Your goal —
Search through the entries for the word "lights" and copy every line that has it.

Excerpts from a dataset:
= = =

//! Static arena layout known to every process
//!
//! Walls and platforms are never streamed. Scene entities (elevator, rotating
//! doors) are created by the authority at startup and announced to observers
//! on connect; their geometry comes from this layout on both sides.

use crate::math::{Aabb, Vec3};
use crate::protocol::Floor;
use crate::PLAYER_RADIUS;
use serde::{Deserialize, Serialize};

#[derive(Debug, Clone, PartialEq, Serialize, Deserialize)]
pub struct SpawnPoint {
    pub position: Vec3,
    pub yaw: f32,
}

#[derive(Debug, Clone, PartialEq, Serialize, Deserialize)]
pub struct ElevatorLayout {
    pub bottom_pose: Vec3,
    pub top_pose: Vec3,
    /// Cabin trigger volume half extents; the volume sits on the cabin floor.
    pub cabin_half_extents: Vec3,
    /// Door position relative to the floor pose it guards.
    pub door_offset: Vec3,
}

impl ElevatorLayout {
    pub fn floor_pose(&self, floor: Floor) -> Vec3 {
        match floor {
            Floor::Bottom => self.bottom_pose,
            Floor::Top => self.top_pose,
        }
    }

    pub fn door_position(&self, floor: Floor) -> Vec3 {
        self.floor_pose(floor).add(&self.door_offset)
    }

    /// Occupancy volume of a cabin whose floor is at `cabin_pos`.
    pub fn cabin_volume(&self, cabin_pos: Vec3) -> Aabb {
        Aabb::new(
            cabin_pos.add(&Vec3::new(0.0, self.cabin_half_extents.y, 0.0)),
            self.cabin_half_extents,
        )
    }
}

#[derive(Debug, Clone, PartialEq, Serialize, Deserialize)]
pub struct SceneLayout {
    pub spawn_points: Vec<SpawnPoint>,
    pub powerup_points: Vec<Vec3>,
    /// Solid static geometry projectiles collide with.
    pub walls: Vec<Aabb>,
    /// Walkable surfaces above the ground plane (y = 0).
    pub platforms: Vec<Aabb>,
    pub elevator: ElevatorLayout,
    pub rotating_doors: Vec<Vec3>,
    /// Flickering ceiling lights.
    pub lights: Vec<Vec3>,
    /// Distance from the origin to the inner face of the boundary walls.
    pub arena_half_size: f32,
}

/// Highest step a grounded player snaps up onto.
const STEP_HEIGHT: f32 = 0.5;

impl SceneLayout {
    /// Height of the walkable surface under `pos`. The cabin floor counts as a
    /// platform while the player stands inside its footprint.
    pub fn ground_height(&self, pos: &Vec3, cabin_pos: Option<Vec3>) -> f32 {
        let mut ground = 0.0f32;
        for platform in &self.platforms {
            let top = platform.top();
            if platform.contains_flat(pos) && top <= pos.y + STEP_HEIGHT {
                ground = ground.max(top);
            }
        }
        if let Some(cabin) = cabin_pos {
            let volume = self.elevator.cabin_volume(cabin);
            if volume.contains_flat(pos) && cabin.y <= pos.y + STEP_HEIGHT {
                ground = ground.max(cabin.y);
            }
        }
        ground
    }

    /// Keeps a player's footprint inside the boundary walls.
    pub fn clamp_to_arena(&self, pos: Vec3) -> Vec3 {
        let limit = (self.arena_half_size - PLAYER_RADIUS).max(0.0);
        Vec3::new(pos.x.clamp(-limit, limit), pos.y, pos.z.clamp(-limit, limit))
    }

    pub fn spawn_point(&self, index: usize) -> SpawnPoint {
        if self.spawn_points.is_empty() {
            return SpawnPoint {
                position: Vec3::ZERO,
                yaw: 0.0,
            };
        }
        self.spawn_points[index % self.spawn_points.len()].clone()
    }
}

impl Default for SceneLayout {
    fn default() -> Self {
        let wall_height = 1.5;
        let mezzanine = Aabb::new(Vec3::new(10.0, 2.0, 5.5), Vec3::new(4.0, 2.0, 3.0));

        Self {
            spawn_points: vec![
                SpawnPoint {
                    position: Vec3::new(-8.0, 0.0, -8.0),
                    yaw: 45.0,
                },
                SpawnPoint {
                    position: Vec3::new(8.0, 0.0, -8.0),
                    yaw: -45.0,
                },
                SpawnPoint {
                    position: Vec3::new(-8.0, 0.0, 8.0),
                    yaw: 135.0,
                },
                SpawnPoint {
                    position: Vec3::new(0.0, 0.0, 0.0),
                    yaw: 180.0,
                },
            ],
            powerup_points: vec![
                Vec3::new(0.0, 0.5, -12.0),
                Vec3::new(-12.0, 0.5, 0.0),
                Vec3::new(10.0, 4.5, 4.0),
            ],
            walls: vec![
                Aabb::new(Vec3::new(0.0, wall_height, 20.0), Vec3::new(20.0, wall_height, 0.5)),
                Aabb::new(Vec3::new(0.0, wall_height, -20.0), Vec3::new(20.0, wall_height, 0.5)),
                Aabb::new(Vec3::new(20.0, wall_height, 0.0), Vec3::new(0.5, wall_height, 20.0)),
                Aabb::new(Vec3::new(-20.0, wall_height, 0.0), Vec3::new(0.5, wall_height, 20.0)),
                mezzanine,
            ],
            platforms: vec![mezzanine],
            elevator: ElevatorLayout {
                bottom_pose: Vec3::new(10.0, 0.0, 10.0),
                top_pose: Vec3::new(10.0, 4.0, 10.0),
                cabin_half_extents: Vec3::new(1.0, 1.25, 1.0),
                door_offset: Vec3::new(0.0, 0.0, -1.2),
            },
            rotating_doors: vec![Vec3::new(-5.0, 0.0, 12.0)],
            lights: vec![Vec3::new(0.0, 3.0, 0.0)],
            arena_half_size: 19.5,
        }
    }
}

#[cfg(test)]
mod tests {
    use super::*;

    #[test]
    fn test_ground_height_defaults_to_zero() {
        let scene = SceneLayout::default();
        assert_eq!(scene.ground_height(&Vec3::new(-10.0, 0.0, -10.0), None), 0.0);
    }

    #[test]
    fn test_ground_height_on_mezzanine() {
        let scene = SceneLayout::default();
        let on_top = Vec3::new(10.0, 4.0, 5.0);
        assert_eq!(scene.ground_height(&on_top, None), 4.0);
        // Standing next to the block at ground level does not teleport upward.
        let below = Vec3::new(10.0, 0.0, 5.0);
        assert_eq!(scene.ground_height(&below, None), 0.0);
    }

    #[test]
    fn test_ground_height_inside_cabin() {
        let scene = SceneLayout::default();
        let cabin = Vec3::new(10.0, 2.0, 10.0);
        let inside = Vec3::new(10.0, 2.0, 10.0);
        assert_eq!(scene.ground_height(&inside, Some(cabin)), 2.0);
    }

    #[test]
    fn test_clamp_to_arena() {
        let scene = SceneLayout::default();
        let clamped = scene.clamp_to_arena(Vec3::new(50.0, 1.0, -50.0));
        assert_eq!(clamped, Vec3::new(19.0, 1.0, -19.0));
    }

    #[test]
    fn test_spawn_point_round_robin() {
        let scene = SceneLayout::default();
        assert_eq!(scene.spawn_point(5), scene.spawn_points[1]);
    }
}
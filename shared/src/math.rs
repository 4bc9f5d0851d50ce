use serde::{Deserialize, Serialize};

///Represents a vector in 3D space.
/// The y-axis points up; yaw rotates around it.
#[derive(Debug, Clone, Copy, PartialEq, Serialize, Deserialize, Default)]
pub struct Vec3 {
    pub x: f32,
    pub y: f32,
    pub z: f32,
}

impl Vec3 {
    pub const ZERO: Vec3 = Vec3::new(0.0, 0.0, 0.0);
    pub const UP: Vec3 = Vec3::new(0.0, 1.0, 0.0);

    pub const fn new(x: f32, y: f32, z: f32) -> Self {
        Self { x, y, z }
    }

    ///Returns the magnitude of the vector.
    pub fn magnitude(&self) -> f32 {
        (self.x * self.x + self.y * self.y + self.z * self.z).sqrt()
    }

    ///Returns the normalized vector, or zero for a zero-length input.
    pub fn normalize(&self) -> Vec3 {
        let mag = self.magnitude();
        if mag == 0.0 {
            Vec3::ZERO
        } else {
            self.scale(1.0 / mag)
        }
    }

    ///Returns the scaled vector.
    pub fn scale(&self, scalar: f32) -> Vec3 {
        Vec3::new(self.x * scalar, self.y * scalar, self.z * scalar)
    }

    ///Returns the sum of two vectors.
    pub fn add(&self, other: &Vec3) -> Vec3 {
        Vec3::new(self.x + other.x, self.y + other.y, self.z + other.z)
    }

    ///Returns `self - other`.
    pub fn sub(&self, other: &Vec3) -> Vec3 {
        Vec3::new(self.x - other.x, self.y - other.y, self.z - other.z)
    }

    pub fn dot(&self, other: &Vec3) -> f32 {
        self.x * other.x + self.y * other.y + self.z * other.z
    }

    pub fn distance(&self, other: &Vec3) -> f32 {
        self.sub(other).magnitude()
    }

    /// Same vector with the vertical component dropped.
    pub fn flat(&self) -> Vec3 {
        Vec3::new(self.x, 0.0, self.z)
    }

    /// Unit forward vector on the ground plane for a yaw in degrees.
    /// Yaw 0 faces +z, positive yaw turns toward +x.
    pub fn from_yaw(yaw_degrees: f32) -> Vec3 {
        let rad = yaw_degrees.to_radians();
        Vec3::new(rad.sin(), 0.0, rad.cos())
    }

    /// Angle between two vectors in degrees, 0 when either is zero-length.
    pub fn angle_between(&self, other: &Vec3) -> f32 {
        let denom = self.magnitude() * other.magnitude();
        if denom == 0.0 {
            return 0.0;
        }
        (self.dot(other) / denom).clamp(-1.0, 1.0).acos().to_degrees()
    }
}

/// Moves `current` toward `target` by at most `max_delta`, never overshooting.
pub fn move_towards(current: Vec3, target: Vec3, max_delta: f32) -> Vec3 {
    let to_target = target.sub(&current);
    let dist = to_target.magnitude();
    if dist <= max_delta || dist == 0.0 {
        target
    } else {
        current.add(&to_target.scale(max_delta / dist))
    }
}

/// Scalar counterpart of [`move_towards`].
pub fn move_towards_f32(current: f32, target: f32, max_delta: f32) -> f32 {
    if (target - current).abs() <= max_delta {
        target
    } else {
        current + (target - current).signum() * max_delta
    }
}

/// Linear RGBA colour, every channel nominally in `[0, 1]`.
#[derive(Debug, Clone, Copy, PartialEq, Serialize, Deserialize, Default)]
pub struct Color {
    pub r: f32,
    pub g: f32,
    pub b: f32,
    pub a: f32,
}

impl Color {
    /// All channels zero. Used on the wire as "pick one for me".
    pub const RANDOM_SENTINEL: Color = Color::rgba(0.0, 0.0, 0.0, 0.0);
    pub const WHITE: Color = Color::rgba(1.0, 1.0, 1.0, 1.0);
    pub const GRAY: Color = Color::rgba(0.5, 0.5, 0.5, 1.0);

    pub const fn rgba(r: f32, g: f32, b: f32, a: f32) -> Self {
        Self { r, g, b, a }
    }

    pub fn is_random_sentinel(&self) -> bool {
        *self == Color::RANDOM_SENTINEL
    }

    pub fn with_alpha(self, a: f32) -> Self {
        Self { a, ..self }
    }

    /// Uppercase `RRGGBB` hex string, alpha ignored.
    pub fn to_hex_rgb(&self) -> String {
        let channel = |v: f32| (v.clamp(0.0, 1.0) * 255.0).round() as u8;
        format!(
            "{:02X}{:02X}{:02X}",
            channel(self.r),
            channel(self.g),
            channel(self.b)
        )
    }
}

///Axis-aligned box described by its center and half extents.
#[derive(Debug, Clone, Copy, PartialEq, Serialize, Deserialize)]
pub struct Aabb {
    pub center: Vec3,
    pub half_extents: Vec3,
}

impl Aabb {
    pub const fn new(center: Vec3, half_extents: Vec3) -> Self {
        Self {
            center,
            half_extents,
        }
    }

    pub fn contains(&self, point: &Vec3) -> bool {
        (point.x - self.center.x).abs() <= self.half_extents.x
            && (point.y - self.center.y).abs() <= self.half_extents.y
            && (point.z - self.center.z).abs() <= self.half_extents.z
    }

    /// True when the point lies inside the box footprint on the ground plane.
    pub fn contains_flat(&self, point: &Vec3) -> bool {
        (point.x - self.center.x).abs() <= self.half_extents.x
            && (point.z - self.center.z).abs() <= self.half_extents.z
    }

    pub fn top(&self) -> f32 {
        self.center.y + self.half_extents.y
    }

    /// Outward normal of the face closest to `point`.
    /// Picks the axis with the shallowest penetration, like an AABB contact resolve.
    pub fn surface_normal(&self, point: &Vec3) -> Vec3 {
        let d = point.sub(&self.center);
        let overlap_x = self.half_extents.x - d.x.abs();
        let overlap_y = self.half_extents.y - d.y.abs();
        let overlap_z = self.half_extents.z - d.z.abs();

        if overlap_x <= overlap_y && overlap_x <= overlap_z {
            Vec3::new(d.x.signum(), 0.0, 0.0)
        } else if overlap_y <= overlap_z {
            Vec3::new(0.0, d.y.signum(), 0.0)
        } else {
            Vec3::new(0.0, 0.0, d.z.signum())
        }
    }
}

#[cfg(test)]
mod tests {
    use super::*;
    use assert_approx_eq::assert_approx_eq;

    #[test]
    fn test_normalize_zero_vector() {
        assert_eq!(Vec3::ZERO.normalize(), Vec3::ZERO);
    }

    #[test]
    fn test_from_yaw() {
        let forward = Vec3::from_yaw(0.0);
        assert_approx_eq!(forward.z, 1.0, 1e-6);
        let right = Vec3::from_yaw(90.0);
        assert_approx_eq!(right.x, 1.0, 1e-6);
        assert_approx_eq!(right.z, 0.0, 1e-6);
    }

    #[test]
    fn test_angle_between() {
        let a = Vec3::new(0.0, 0.0, 1.0);
        let b = Vec3::new(0.0, 0.0, -1.0);
        assert_approx_eq!(a.angle_between(&b), 180.0, 1e-3);
        assert_approx_eq!(a.angle_between(&Vec3::new(1.0, 0.0, 0.0)), 90.0, 1e-3);
    }

    #[test]
    fn test_move_towards_does_not_overshoot() {
        let target = Vec3::new(0.0, 4.0, 0.0);
        let mut pos = Vec3::ZERO;
        for _ in 0..10 {
            pos = move_towards(pos, target, 1.5);
        }
        assert_eq!(pos, target);

        let halfway = move_towards(Vec3::ZERO, target, 1.0);
        assert_approx_eq!(halfway.y, 1.0, 1e-6);
    }

    #[test]
    fn test_move_towards_f32() {
        assert_eq!(move_towards_f32(0.0, 2.0, 5.0), 2.0);
        assert_approx_eq!(move_towards_f32(2.0, 0.0, 0.5), 1.5, 1e-6);
    }

    #[test]
    fn test_color_hex() {
        assert_eq!(Color::rgba(1.0, 0.0, 0.5, 1.0).to_hex_rgb(), "FF0080");
        assert!(Color::RANDOM_SENTINEL.is_random_sentinel());
        assert!(!Color::WHITE.is_random_sentinel());
    }

    #[test]
    fn test_aabb_surface_normal() {
        let wall = Aabb::new(Vec3::new(0.0, 1.0, 5.0), Vec3::new(5.0, 1.0, 0.5));
        let hit = Vec3::new(0.0, 1.0, 4.6);
        assert!(wall.contains(&hit));
        assert_eq!(wall.surface_normal(&hit), Vec3::new(0.0, 0.0, -1.0));
    }
}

= = =

Output of the task —
    /// Flickering ceiling lights.
    pub lights: Vec<Vec3>,
            lights: vec![Vec3::new(0.0, 3.0, 0.0)],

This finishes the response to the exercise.